Don’t confuse this with Emotional Intelligence which is to be able to read your own emotions and emotions of others effectively.


Emotional fitness is defined as the state we are in when the mind is capable of staying away from negative thoughts and can focus on creative and constructive tasks.


Emotional fitness is to learn to stand back from your own emotions and observe them without immediately reacting, it is the calm ability to investigate the feeling and then reason separately.


Relax and accept the fact that things and events have happened then look at how you can respond to make it better, without your emotions having an influence.

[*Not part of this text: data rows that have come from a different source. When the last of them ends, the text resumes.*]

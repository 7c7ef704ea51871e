//! Data-shape declarations and their canonical single-line encoding.
//!
//! A [`SchemaShape`] is decided by the caller: either an already-canonical
//! JSON Schema document, or a raw field mapping that a [`SchemaConverter`]
//! turns into one. Rendering always produces compact JSON so the text is
//! stable across runs.

use crate::error::{Result, SchemaError};
use indexmap::IndexMap;
use serde::{Deserialize, Serialize};
use serde_json::{Map, Value, json};

/// `$schema` marker emitted by [`JsonSchemaConverter`].
pub const JSON_SCHEMA_DRAFT: &str = "http://json-schema.org/draft-07/schema#";

// ── Shapes ────────────────────────────────────────────────────────────────

/// A data shape embedded in the document.
#[derive(Debug, Clone, PartialEq, Serialize, Deserialize)]
#[serde(rename_all = "snake_case")]
pub enum SchemaShape {
    /// Already canonical; rendered as-is.
    Canonical(CanonicalSchema),
    /// Needs conversion before rendering.
    Raw(RawShape),
}

/// A canonical declarative-type document (JSON Schema).
#[derive(Debug, Clone, PartialEq, Serialize, Deserialize)]
#[serde(transparent)]
pub struct CanonicalSchema(pub Value);

/// An unconverted shape: a field mapping or a single composable shape.
#[derive(Debug, Clone, PartialEq, Serialize, Deserialize)]
#[serde(rename_all = "snake_case")]
pub enum RawShape {
    Fields(IndexMap<String, FieldShape>),
    Shape(FieldShape),
}

/// One field of a raw shape.
#[derive(Debug, Clone, PartialEq, Serialize, Deserialize)]
pub struct FieldShape {
    #[serde(flatten)]
    pub kind: FieldKind,

    #[serde(default, skip_serializing_if = "Option::is_none")]
    pub description: Option<String>,

    /// Optional fields are left out of `required`.
    #[serde(default, skip_serializing_if = "std::ops::Not::not")]
    pub optional: bool,
}

/// The value type of a field.
#[derive(Debug, Clone, PartialEq, Serialize, Deserialize)]
#[serde(tag = "type", rename_all = "snake_case")]
pub enum FieldKind {
    String,
    Number,
    Integer,
    Boolean,
    Any,
    Array { items: Box<FieldShape> },
    Object { fields: IndexMap<String, FieldShape> },
    Enum { values: Vec<String> },
}

impl FieldShape {
    pub fn new(kind: FieldKind) -> Self {
        Self {
            kind,
            description: None,
            optional: false,
        }
    }

    pub fn string() -> Self {
        Self::new(FieldKind::String)
    }

    pub fn number() -> Self {
        Self::new(FieldKind::Number)
    }

    pub fn integer() -> Self {
        Self::new(FieldKind::Integer)
    }

    pub fn boolean() -> Self {
        Self::new(FieldKind::Boolean)
    }

    pub fn array(items: FieldShape) -> Self {
        Self::new(FieldKind::Array {
            items: Box::new(items),
        })
    }

    pub fn object<K: Into<String>>(fields: impl IntoIterator<Item = (K, FieldShape)>) -> Self {
        Self::new(FieldKind::Object {
            fields: fields.into_iter().map(|(k, v)| (k.into(), v)).collect(),
        })
    }

    pub fn one_of<S: Into<String>>(values: impl IntoIterator<Item = S>) -> Self {
        Self::new(FieldKind::Enum {
            values: values.into_iter().map(Into::into).collect(),
        })
    }

    /// Attach a human-readable description.
    pub fn describe(mut self, description: impl Into<String>) -> Self {
        self.description = Some(description.into());
        self
    }

    /// Mark the field as not required.
    pub fn optional(mut self) -> Self {
        self.optional = true;
        self
    }
}

impl RawShape {
    /// Build a field mapping in declaration order.
    pub fn fields<K: Into<String>>(fields: impl IntoIterator<Item = (K, FieldShape)>) -> Self {
        RawShape::Fields(fields.into_iter().map(|(k, v)| (k.into(), v)).collect())
    }
}

impl From<RawShape> for SchemaShape {
    fn from(raw: RawShape) -> Self {
        SchemaShape::Raw(raw)
    }
}

impl From<CanonicalSchema> for SchemaShape {
    fn from(canonical: CanonicalSchema) -> Self {
        SchemaShape::Canonical(canonical)
    }
}

// ── Conversion ────────────────────────────────────────────────────────────

/// Converts raw shapes into canonical form.
///
/// `root_name`, when given, keys the definition so several schemas can share
/// one document without colliding.
pub trait SchemaConverter: Send + Sync {
    fn convert(
        &self,
        shape: &RawShape,
        root_name: Option<&str>,
    ) -> std::result::Result<CanonicalSchema, SchemaError>;
}

/// Draft-07 JSON Schema converter.
#[derive(Debug, Clone, Copy, Default)]
pub struct JsonSchemaConverter;

impl SchemaConverter for JsonSchemaConverter {
    fn convert(
        &self,
        shape: &RawShape,
        root_name: Option<&str>,
    ) -> std::result::Result<CanonicalSchema, SchemaError> {
        let body = match shape {
            RawShape::Fields(fields) => object_schema("", fields)?,
            RawShape::Shape(field) => field_schema("", field)?,
        };

        let mut doc = match root_name {
            Some("") => return Err(SchemaError::EmptyRootName),
            Some(name) => {
                let mut definitions = Map::new();
                definitions.insert(name.to_string(), Value::Object(body));

                let mut doc = Map::new();
                doc.insert("$ref".into(), json!(format!("#/definitions/{name}")));
                doc.insert("definitions".into(), Value::Object(definitions));
                doc
            }
            None => body,
        };
        doc.insert("$schema".into(), json!(JSON_SCHEMA_DRAFT));

        Ok(CanonicalSchema(Value::Object(doc)))
    }
}

fn field_schema(
    path: &str,
    field: &FieldShape,
) -> std::result::Result<Map<String, Value>, SchemaError> {
    let mut schema = match &field.kind {
        FieldKind::String => type_only("string"),
        FieldKind::Number => type_only("number"),
        FieldKind::Integer => type_only("integer"),
        FieldKind::Boolean => type_only("boolean"),
        FieldKind::Any => Map::new(),
        FieldKind::Array { items } => {
            let mut schema = type_only("array");
            let items = field_schema(&format!("{path}[]"), items)?;
            schema.insert("items".into(), Value::Object(items));
            schema
        }
        FieldKind::Object { fields } => object_schema(path, fields)?,
        FieldKind::Enum { values } => {
            if values.is_empty() {
                return Err(SchemaError::EmptyEnum {
                    field: display_path(path),
                });
            }
            let mut schema = type_only("string");
            schema.insert("enum".into(), json!(values));
            schema
        }
    };

    if let Some(description) = &field.description {
        schema.insert("description".into(), json!(description));
    }
    Ok(schema)
}

fn object_schema(
    path: &str,
    fields: &IndexMap<String, FieldShape>,
) -> std::result::Result<Map<String, Value>, SchemaError> {
    let mut properties = Map::new();
    let mut required = Vec::new();
    for (name, field) in fields {
        let child_path = if path.is_empty() {
            name.clone()
        } else {
            format!("{path}.{name}")
        };
        properties.insert(name.clone(), Value::Object(field_schema(&child_path, field)?));
        if !field.optional {
            required.push(json!(name));
        }
    }

    let mut schema = type_only("object");
    schema.insert("properties".into(), Value::Object(properties));
    if !required.is_empty() {
        schema.insert("required".into(), Value::Array(required));
    }
    schema.insert("additionalProperties".into(), Value::Bool(false));
    Ok(schema)
}

fn type_only(name: &str) -> Map<String, Value> {
    let mut schema = Map::new();
    schema.insert("type".into(), json!(name));
    schema
}

fn display_path(path: &str) -> String {
    if path.is_empty() {
        "<root>".into()
    } else {
        path.to_string()
    }
}

// ── Rendering ─────────────────────────────────────────────────────────────

/// Render a shape as a single line of canonical JSON.
///
/// Canonical shapes are emitted unchanged; raw shapes go through
/// `converter` first. Conversion failures propagate as-is.
pub fn render_schema(
    shape: &SchemaShape,
    root_name: Option<&str>,
    converter: &dyn SchemaConverter,
) -> Result<String> {
    let text = match shape {
        SchemaShape::Canonical(canonical) => serde_json::to_string(&canonical.0)?,
        SchemaShape::Raw(raw) => {
            let canonical = converter.convert(raw, root_name)?;
            serde_json::to_string(&canonical.0)?
        }
    };
    Ok(text)
}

We are all blessed with emotions they are our way of experiencing the world and being able to survive. The first step is to be kind to yourself. Express gratitude for them but know they are separate from the real you.


Being emotionally fit means, you can look at what is happening around you and remain in the now, the present, being mindful to the situation. While there is nothing wrong with feeling any emotion the problem arises when people can’t seem to act rationally in response to them. The lose control and exert reactions on others.


How to become emotionally fit:

Here are the seven elements you need to be aware of to be emotional fit:

1. Metacognition – thinking about your thinking. Being aware of your thinking.

2. Attention shifting – deciding on which thoughts to focus on.

3. Self-Compassion – Being able to forgive yourself and stop beating yourself up over mistakes.

4. Emotional Tolerance – getting on with regardless of how you feel.

5. Cognitive reconstruction – Getting over your self-talk lies.

6. Assertiveness – Overcoming passiveness, make sure you are heard.

7. Values Clarification – Identify your values and see what’s missing.


Most of the time our brains are working on auto pilot, and we are subject the instructions it gives us. But when we interrupt that normal process by deciding not to lose our temper, or we decide to show some kindness without expectation we do it from a position beyond the brain or ego.


The big bonus here is that when we dictate our conditions of thinking onto our brian it influences our emotions, we can by default change the way we feel. It takes a little time but the more we ensure our thinking is positive the more we show emotional fitness. This overtime will ward off depression, anxiety and low mood generally.

Just as we exercise our bodies to stay fit the same applies to our brain. The mind can take charge and the real you, the decision maker, can shine through.


Exercises for emotional fitness:

1. Focus, pay attention to the now, the present. Less projection mean there is less opportunity to make meaning our of situations.

2. Ascertain your beliefs and values and then prioritize them, ensure they are all positive.

3. Face your anxiousness and uncomfortable emotions. Look at the situation and know how you feel about them. Facing up to the reality is the only way to relieve the tension not ignoring them.

4. You are in a race against your past self no one else. Don’t compare yourself with anyone.

5. Accept that some things will not work out, not everything can go well.

6. Break down large tasks into small ones and the celebrate each small accomplishment as they are reached.

7. Write down dreams, make goals, organise plans and write lists for daily activities. Tick them off every day.

8. Mix with positive people. They can influence you greatly.

9. Affirmations, make them simple and positive.

10. Give as much as possible to others, encouragement, acts of service, gifts and support.


Gratitude is the key; I often write down what I’m grateful for at night before going to sleep. If sets the mood and a positive attitude for the night and even the following day.

We are naturally a tribal animal and that means we are wired to need to be accepted in the tribe. In today’s world that can be a bit hard, so it’s important to realise we need friends around us, we need encouragement as well. So, what you give out is what you receive.



The main message is that we can control our thinking and in turn over a bit of time that will influence our emotions. Happiness is our default position so think positively about people places and events and eventually you will be choosing happiness.